**Exercise:** Return the whole of the data exactly.

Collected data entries
───

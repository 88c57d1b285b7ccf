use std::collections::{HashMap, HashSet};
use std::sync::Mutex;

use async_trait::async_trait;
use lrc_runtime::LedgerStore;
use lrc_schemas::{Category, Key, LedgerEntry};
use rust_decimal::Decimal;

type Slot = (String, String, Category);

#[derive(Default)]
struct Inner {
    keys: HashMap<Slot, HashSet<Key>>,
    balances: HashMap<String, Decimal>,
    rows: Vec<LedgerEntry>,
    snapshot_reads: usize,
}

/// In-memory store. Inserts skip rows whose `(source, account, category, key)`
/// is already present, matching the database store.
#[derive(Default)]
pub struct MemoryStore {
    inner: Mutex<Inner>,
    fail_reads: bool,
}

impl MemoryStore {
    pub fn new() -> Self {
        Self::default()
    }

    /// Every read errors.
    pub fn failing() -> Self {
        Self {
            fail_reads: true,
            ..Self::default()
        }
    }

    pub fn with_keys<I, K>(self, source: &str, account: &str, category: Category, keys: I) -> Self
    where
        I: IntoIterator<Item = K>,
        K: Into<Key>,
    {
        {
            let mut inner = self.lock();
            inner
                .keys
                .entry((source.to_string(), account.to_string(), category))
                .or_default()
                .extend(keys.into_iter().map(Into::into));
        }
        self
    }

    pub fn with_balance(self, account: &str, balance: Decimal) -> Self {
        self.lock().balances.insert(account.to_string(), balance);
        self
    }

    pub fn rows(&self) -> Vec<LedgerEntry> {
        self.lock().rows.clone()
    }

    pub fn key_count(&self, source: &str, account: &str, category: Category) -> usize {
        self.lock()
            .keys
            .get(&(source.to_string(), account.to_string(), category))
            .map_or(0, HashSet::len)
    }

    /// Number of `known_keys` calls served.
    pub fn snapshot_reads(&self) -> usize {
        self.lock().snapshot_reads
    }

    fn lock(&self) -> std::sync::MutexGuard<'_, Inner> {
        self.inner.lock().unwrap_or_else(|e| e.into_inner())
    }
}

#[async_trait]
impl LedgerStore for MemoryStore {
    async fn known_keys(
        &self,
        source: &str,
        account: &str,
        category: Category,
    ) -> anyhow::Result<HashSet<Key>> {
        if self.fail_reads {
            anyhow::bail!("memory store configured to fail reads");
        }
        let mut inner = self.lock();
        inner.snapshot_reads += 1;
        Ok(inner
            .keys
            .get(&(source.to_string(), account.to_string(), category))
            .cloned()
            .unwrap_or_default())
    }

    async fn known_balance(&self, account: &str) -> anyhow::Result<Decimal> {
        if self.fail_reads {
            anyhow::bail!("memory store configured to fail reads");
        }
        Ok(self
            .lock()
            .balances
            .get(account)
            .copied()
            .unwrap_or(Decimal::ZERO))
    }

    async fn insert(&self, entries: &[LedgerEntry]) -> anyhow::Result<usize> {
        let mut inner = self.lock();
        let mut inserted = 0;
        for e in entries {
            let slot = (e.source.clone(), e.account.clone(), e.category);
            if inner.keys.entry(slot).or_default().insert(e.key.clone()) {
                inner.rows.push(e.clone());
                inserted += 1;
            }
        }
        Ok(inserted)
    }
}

───

**Solution to this exercise:**
repository 88c57d1b285b7ccf
use std::collections::{HashMap, HashSet};
use std::sync::Mutex;

use async_trait::async_trait;
use lrc_runtime::LedgerStore;
use lrc_schemas::{Category, Key, LedgerEntry};
use rust_decimal::Decimal;

type Slot = (String, String, Category);

#[derive(Default)]
struct Inner {
    keys: HashMap<Slot, HashSet<Key>>,
    balances: HashMap<String, Decimal>,
    rows: Vec<LedgerEntry>,
    snapshot_reads: usize,
}

/// In-memory store. Inserts skip rows whose `(source, account, category, key)`
/// is already present, matching the database store.
#[derive(Default)]
pub struct MemoryStore {
    inner: Mutex<Inner>,
    fail_reads: bool,
}

impl MemoryStore {
    pub fn new() -> Self {
        Self::default()
    }

    /// Every read errors.
    pub fn failing() -> Self {
        Self {
            fail_reads: true,
            ..Self::default()
        }
    }

    pub fn with_keys<I, K>(self, source: &str, account: &str, category: Category, keys: I) -> Self
    where
        I: IntoIterator<Item = K>,
        K: Into<Key>,
    {
        {
            let mut inner = self.lock();
            inner
                .keys
                .entry((source.to_string(), account.to_string(), category))
                .or_default()
                .extend(keys.into_iter().map(Into::into));
        }
        self
    }

    pub fn with_balance(self, account: &str, balance: Decimal) -> Self {
        self.lock().balances.insert(account.to_string(), balance);
        self
    }

    pub fn rows(&self) -> Vec<LedgerEntry> {
        self.lock().rows.clone()
    }

    pub fn key_count(&self, source: &str, account: &str, category: Category) -> usize {
        self.lock()
            .keys
            .get(&(source.to_string(), account.to_string(), category))
            .map_or(0, HashSet::len)
    }

    /// Number of `known_keys` calls served.
    pub fn snapshot_reads(&self) -> usize {
        self.lock().snapshot_reads
    }

    fn lock(&self) -> std::sync::MutexGuard<'_, Inner> {
        self.inner.lock().unwrap_or_else(|e| e.into_inner())
    }
}

#[async_trait]
impl LedgerStore for MemoryStore {
    async fn known_keys(
        &self,
        source: &str,
        account: &str,
        category: Category,
    ) -> anyhow::Result<HashSet<Key>> {
        if self.fail_reads {
            anyhow::bail!("memory store configured to fail reads");
        }
        let mut inner = self.lock();
        inner.snapshot_reads += 1;
        Ok(inner
            .keys
            .get(&(source.to_string(), account.to_string(), category))
            .cloned()
            .unwrap_or_default())
    }

    async fn known_balance(&self, account: &str) -> anyhow::Result<Decimal> {
        if self.fail_reads {
            anyhow::bail!("memory store configured to fail reads");
        }
        Ok(self
            .lock()
            .balances
            .get(account)
            .copied()
            .unwrap_or(Decimal::ZERO))
    }

    async fn insert(&self, entries: &[LedgerEntry]) -> anyhow::Result<usize> {
        let mut inner = self.lock();
        let mut inserted = 0;
        for e in entries {
            let slot = (e.source.clone(), e.account.clone(), e.category);
            if inner.keys.entry(slot).or_default().insert(e.key.clone()) {
                inner.rows.push(e.clone());
                inserted += 1;
            }
        }
        Ok(inserted)
    }
}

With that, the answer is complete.